(Collected data entries)
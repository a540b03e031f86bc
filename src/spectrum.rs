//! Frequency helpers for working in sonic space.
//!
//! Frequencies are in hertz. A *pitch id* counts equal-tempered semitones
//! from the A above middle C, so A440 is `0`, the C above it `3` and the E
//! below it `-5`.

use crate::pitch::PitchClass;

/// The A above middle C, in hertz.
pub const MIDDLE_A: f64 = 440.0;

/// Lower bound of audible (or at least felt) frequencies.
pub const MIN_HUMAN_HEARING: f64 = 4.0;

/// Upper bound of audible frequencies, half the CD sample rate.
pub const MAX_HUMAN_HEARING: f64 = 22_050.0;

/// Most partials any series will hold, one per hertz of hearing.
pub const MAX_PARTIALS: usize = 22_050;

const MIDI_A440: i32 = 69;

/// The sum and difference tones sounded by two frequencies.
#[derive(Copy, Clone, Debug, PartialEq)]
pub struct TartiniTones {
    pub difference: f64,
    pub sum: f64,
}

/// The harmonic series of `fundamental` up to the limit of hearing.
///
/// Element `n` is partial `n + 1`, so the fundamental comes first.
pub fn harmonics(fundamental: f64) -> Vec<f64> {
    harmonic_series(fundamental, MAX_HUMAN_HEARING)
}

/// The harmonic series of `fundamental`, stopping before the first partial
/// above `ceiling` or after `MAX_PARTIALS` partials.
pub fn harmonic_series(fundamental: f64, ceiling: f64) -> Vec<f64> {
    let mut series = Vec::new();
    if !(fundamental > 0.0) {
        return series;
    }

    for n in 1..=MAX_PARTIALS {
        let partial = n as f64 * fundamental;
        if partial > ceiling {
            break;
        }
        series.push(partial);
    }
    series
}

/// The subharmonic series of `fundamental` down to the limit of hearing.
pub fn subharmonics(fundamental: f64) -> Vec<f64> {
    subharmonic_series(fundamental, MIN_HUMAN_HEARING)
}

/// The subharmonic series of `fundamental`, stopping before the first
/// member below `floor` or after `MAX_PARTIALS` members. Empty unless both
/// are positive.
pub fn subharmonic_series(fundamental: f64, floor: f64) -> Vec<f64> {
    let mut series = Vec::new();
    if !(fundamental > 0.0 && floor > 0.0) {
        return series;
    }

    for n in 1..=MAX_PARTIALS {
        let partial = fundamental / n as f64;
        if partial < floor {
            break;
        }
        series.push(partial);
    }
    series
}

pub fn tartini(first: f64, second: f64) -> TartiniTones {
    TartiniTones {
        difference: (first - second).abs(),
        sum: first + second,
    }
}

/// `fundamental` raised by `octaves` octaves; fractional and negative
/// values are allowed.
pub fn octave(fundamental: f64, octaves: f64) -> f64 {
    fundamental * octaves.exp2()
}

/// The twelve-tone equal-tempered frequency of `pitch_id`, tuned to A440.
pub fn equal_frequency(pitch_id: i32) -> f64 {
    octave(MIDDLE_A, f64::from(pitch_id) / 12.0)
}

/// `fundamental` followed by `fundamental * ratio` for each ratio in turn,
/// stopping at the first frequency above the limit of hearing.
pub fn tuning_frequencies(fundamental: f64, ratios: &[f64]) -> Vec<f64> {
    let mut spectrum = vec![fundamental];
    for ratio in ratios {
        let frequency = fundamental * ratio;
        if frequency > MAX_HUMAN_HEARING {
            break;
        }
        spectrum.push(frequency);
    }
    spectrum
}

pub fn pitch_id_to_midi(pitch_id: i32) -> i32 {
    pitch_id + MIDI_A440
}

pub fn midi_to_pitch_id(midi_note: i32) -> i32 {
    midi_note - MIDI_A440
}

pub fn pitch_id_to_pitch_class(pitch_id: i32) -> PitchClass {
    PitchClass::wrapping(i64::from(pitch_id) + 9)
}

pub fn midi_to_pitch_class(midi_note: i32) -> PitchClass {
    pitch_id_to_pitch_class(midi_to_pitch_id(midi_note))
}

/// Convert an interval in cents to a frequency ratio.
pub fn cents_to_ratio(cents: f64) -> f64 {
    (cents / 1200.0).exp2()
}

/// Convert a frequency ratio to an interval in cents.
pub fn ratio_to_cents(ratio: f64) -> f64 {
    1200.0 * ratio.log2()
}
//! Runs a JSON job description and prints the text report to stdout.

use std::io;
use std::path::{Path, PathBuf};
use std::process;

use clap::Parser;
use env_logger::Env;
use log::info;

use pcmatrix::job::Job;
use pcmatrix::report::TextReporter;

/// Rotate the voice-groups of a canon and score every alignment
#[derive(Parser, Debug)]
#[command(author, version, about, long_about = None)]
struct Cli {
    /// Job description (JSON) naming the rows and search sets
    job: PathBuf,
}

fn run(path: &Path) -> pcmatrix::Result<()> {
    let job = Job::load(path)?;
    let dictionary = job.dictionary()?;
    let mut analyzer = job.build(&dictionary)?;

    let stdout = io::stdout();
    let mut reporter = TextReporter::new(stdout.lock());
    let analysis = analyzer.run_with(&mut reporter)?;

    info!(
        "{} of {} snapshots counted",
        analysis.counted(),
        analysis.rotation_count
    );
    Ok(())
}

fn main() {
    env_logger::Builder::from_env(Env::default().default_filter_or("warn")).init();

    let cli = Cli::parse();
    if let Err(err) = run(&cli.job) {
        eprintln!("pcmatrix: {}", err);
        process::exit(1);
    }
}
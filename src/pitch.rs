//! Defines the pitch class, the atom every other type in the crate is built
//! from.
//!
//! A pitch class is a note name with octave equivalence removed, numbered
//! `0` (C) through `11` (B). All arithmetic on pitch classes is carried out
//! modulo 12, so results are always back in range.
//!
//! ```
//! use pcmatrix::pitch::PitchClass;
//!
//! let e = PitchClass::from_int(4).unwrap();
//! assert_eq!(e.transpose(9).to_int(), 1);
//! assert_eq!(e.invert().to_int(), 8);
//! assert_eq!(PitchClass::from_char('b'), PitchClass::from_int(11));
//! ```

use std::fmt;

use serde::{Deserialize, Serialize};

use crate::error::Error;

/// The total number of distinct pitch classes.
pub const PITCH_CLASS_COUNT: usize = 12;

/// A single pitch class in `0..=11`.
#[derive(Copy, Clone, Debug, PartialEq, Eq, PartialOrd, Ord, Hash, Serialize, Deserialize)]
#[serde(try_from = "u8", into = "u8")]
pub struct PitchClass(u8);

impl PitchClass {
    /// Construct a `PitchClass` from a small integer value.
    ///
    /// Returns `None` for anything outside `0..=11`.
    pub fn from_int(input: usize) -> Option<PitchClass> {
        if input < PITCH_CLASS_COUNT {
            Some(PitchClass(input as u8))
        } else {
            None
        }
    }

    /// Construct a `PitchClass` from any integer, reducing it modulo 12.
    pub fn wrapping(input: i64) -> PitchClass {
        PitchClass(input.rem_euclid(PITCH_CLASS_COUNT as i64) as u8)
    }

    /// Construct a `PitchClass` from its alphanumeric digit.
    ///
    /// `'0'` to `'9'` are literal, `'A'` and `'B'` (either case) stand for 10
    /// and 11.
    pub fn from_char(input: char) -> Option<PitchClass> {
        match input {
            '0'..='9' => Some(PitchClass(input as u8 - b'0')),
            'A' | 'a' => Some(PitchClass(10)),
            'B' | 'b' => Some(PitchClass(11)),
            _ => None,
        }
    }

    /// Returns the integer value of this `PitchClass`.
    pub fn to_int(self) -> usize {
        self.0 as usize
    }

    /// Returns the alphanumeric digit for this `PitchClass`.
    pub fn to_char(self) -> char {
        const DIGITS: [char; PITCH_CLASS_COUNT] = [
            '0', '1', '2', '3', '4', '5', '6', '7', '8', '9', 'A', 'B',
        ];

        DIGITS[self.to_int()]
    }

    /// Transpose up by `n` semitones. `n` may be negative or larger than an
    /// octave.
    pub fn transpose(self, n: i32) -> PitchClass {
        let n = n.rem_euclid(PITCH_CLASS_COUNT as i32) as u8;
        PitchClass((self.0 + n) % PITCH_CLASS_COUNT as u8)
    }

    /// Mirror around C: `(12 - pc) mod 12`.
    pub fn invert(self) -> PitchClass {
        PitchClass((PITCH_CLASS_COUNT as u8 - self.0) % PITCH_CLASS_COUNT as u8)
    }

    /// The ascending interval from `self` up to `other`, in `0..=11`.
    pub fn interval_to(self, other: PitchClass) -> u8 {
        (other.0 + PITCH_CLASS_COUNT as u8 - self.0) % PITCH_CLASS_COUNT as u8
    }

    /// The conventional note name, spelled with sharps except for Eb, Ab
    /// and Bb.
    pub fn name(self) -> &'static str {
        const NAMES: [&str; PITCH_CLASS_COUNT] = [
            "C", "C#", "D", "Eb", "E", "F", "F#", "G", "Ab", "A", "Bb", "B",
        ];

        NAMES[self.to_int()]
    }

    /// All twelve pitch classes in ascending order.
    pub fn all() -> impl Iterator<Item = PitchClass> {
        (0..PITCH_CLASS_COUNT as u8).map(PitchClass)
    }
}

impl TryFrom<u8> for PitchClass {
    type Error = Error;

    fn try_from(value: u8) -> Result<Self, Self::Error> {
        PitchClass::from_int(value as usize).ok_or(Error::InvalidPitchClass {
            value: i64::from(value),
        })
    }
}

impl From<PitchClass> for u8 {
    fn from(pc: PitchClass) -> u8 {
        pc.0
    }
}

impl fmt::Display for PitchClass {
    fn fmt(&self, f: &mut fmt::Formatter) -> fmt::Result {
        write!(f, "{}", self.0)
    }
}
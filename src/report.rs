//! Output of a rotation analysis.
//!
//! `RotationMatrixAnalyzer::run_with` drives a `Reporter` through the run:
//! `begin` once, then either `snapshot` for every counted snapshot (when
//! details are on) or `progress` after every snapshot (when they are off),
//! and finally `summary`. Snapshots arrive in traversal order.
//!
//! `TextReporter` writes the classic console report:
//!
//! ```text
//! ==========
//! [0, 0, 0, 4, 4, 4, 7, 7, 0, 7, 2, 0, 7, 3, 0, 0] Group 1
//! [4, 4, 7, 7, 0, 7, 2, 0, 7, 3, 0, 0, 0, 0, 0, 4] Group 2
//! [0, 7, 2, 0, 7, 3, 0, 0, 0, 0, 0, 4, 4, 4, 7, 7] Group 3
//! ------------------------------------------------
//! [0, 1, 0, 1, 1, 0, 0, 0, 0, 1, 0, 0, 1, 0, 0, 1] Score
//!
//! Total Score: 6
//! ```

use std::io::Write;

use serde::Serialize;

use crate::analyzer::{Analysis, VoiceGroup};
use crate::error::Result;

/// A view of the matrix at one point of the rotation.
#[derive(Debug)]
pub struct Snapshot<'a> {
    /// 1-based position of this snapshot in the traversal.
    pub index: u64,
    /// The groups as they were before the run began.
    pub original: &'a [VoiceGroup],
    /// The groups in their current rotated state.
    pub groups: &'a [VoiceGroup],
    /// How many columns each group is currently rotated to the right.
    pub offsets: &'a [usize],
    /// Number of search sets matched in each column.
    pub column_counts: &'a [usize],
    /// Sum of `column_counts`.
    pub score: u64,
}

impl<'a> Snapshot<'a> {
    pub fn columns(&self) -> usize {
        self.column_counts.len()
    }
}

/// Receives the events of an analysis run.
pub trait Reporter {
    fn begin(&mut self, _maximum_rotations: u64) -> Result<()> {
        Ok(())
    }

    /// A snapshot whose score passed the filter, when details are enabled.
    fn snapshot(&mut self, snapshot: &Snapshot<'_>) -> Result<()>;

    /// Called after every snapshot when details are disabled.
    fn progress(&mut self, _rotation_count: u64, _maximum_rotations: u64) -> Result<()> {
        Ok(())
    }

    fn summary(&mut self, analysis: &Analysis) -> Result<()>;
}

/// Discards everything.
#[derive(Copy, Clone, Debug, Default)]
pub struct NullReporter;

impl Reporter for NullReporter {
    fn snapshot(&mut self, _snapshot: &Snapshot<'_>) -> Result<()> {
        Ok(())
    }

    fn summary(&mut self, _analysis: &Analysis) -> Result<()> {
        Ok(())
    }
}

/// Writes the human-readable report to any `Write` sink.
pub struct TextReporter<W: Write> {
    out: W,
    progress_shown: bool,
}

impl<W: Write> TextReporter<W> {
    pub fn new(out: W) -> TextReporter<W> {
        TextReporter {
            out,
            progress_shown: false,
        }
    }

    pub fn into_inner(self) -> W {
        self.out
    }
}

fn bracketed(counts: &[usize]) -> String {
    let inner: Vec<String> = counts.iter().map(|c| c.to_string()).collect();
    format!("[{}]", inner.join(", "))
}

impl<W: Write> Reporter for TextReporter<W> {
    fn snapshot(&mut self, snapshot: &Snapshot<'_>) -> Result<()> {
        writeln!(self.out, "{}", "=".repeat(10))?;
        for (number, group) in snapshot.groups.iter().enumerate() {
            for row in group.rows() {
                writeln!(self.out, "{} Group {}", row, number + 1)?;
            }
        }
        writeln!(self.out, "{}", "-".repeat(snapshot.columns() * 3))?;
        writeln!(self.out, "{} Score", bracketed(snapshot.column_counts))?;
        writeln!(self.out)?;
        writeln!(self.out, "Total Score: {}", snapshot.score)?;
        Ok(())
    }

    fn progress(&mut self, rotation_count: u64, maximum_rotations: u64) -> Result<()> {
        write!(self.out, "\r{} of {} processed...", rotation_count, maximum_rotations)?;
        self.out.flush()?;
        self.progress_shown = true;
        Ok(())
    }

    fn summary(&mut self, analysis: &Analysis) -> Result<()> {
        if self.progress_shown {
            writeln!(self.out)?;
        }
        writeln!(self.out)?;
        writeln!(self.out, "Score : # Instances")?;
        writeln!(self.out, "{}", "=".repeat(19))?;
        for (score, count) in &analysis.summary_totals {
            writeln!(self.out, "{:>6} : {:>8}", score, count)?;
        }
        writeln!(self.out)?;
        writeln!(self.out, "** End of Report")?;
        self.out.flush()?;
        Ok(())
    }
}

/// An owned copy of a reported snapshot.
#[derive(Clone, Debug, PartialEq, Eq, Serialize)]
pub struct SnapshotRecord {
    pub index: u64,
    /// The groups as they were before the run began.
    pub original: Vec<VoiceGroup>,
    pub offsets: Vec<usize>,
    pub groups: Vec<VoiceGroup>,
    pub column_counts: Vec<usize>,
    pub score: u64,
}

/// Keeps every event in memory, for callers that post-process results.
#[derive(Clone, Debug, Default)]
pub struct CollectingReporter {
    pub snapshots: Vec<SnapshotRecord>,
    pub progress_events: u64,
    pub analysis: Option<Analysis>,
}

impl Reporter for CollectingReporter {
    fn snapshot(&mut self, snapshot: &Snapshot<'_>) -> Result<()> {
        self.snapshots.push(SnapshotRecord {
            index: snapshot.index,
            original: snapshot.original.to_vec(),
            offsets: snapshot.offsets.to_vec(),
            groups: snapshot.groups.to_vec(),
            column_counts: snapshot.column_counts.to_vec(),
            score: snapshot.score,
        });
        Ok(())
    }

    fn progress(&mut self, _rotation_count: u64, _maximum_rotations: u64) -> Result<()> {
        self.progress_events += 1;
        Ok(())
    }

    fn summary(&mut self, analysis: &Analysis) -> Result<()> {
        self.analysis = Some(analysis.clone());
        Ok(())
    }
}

#### EXERCISE REQUIREMENTS:
Copy every line of the data that carries the word "classes".

#### SOLUTION TO THIS PROBLEM:
//! `0` (C) through `11` (B). All arithmetic on pitch classes is carried out
/// The total number of distinct pitch classes.
    /// All twelve pitch classes in ascending order.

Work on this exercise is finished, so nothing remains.